=== Problem to solve ===
The entries below contain a stretch that opens with the line containing "test can inspect." and closes with the line containing "a caller-supplied configuration."; set down that stretch exactly, both ends included, and nothing else.

=== Data listing ===
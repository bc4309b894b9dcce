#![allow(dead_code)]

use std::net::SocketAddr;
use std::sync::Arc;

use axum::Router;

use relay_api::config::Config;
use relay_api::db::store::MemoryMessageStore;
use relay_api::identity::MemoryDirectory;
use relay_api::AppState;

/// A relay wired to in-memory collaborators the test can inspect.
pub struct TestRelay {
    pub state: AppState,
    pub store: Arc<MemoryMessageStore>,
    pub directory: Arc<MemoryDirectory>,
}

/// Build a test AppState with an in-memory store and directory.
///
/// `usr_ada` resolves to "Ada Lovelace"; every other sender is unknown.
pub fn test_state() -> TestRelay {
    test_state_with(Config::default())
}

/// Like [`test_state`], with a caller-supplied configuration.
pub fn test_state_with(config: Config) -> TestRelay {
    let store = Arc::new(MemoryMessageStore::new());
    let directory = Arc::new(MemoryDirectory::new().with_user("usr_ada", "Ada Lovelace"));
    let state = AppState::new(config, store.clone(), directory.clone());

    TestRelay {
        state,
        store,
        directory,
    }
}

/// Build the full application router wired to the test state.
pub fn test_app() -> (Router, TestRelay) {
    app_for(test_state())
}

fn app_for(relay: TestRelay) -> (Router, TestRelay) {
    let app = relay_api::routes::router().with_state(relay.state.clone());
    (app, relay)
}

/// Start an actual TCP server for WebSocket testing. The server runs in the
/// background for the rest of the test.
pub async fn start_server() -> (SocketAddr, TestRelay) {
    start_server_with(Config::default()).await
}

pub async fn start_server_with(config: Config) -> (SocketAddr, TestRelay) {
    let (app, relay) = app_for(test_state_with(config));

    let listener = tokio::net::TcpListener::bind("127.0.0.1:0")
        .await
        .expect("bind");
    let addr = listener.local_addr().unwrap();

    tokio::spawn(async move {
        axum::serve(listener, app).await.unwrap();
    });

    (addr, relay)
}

=== Task result ===
/// A relay wired to in-memory collaborators the test can inspect.
pub struct TestRelay {
    pub state: AppState,
    pub store: Arc<MemoryMessageStore>,
    pub directory: Arc<MemoryDirectory>,
}

/// Build a test AppState with an in-memory store and directory.
///
/// `usr_ada` resolves to "Ada Lovelace"; every other sender is unknown.
pub fn test_state() -> TestRelay {
    test_state_with(Config::default())
}

/// Like [`test_state`], with a caller-supplied configuration.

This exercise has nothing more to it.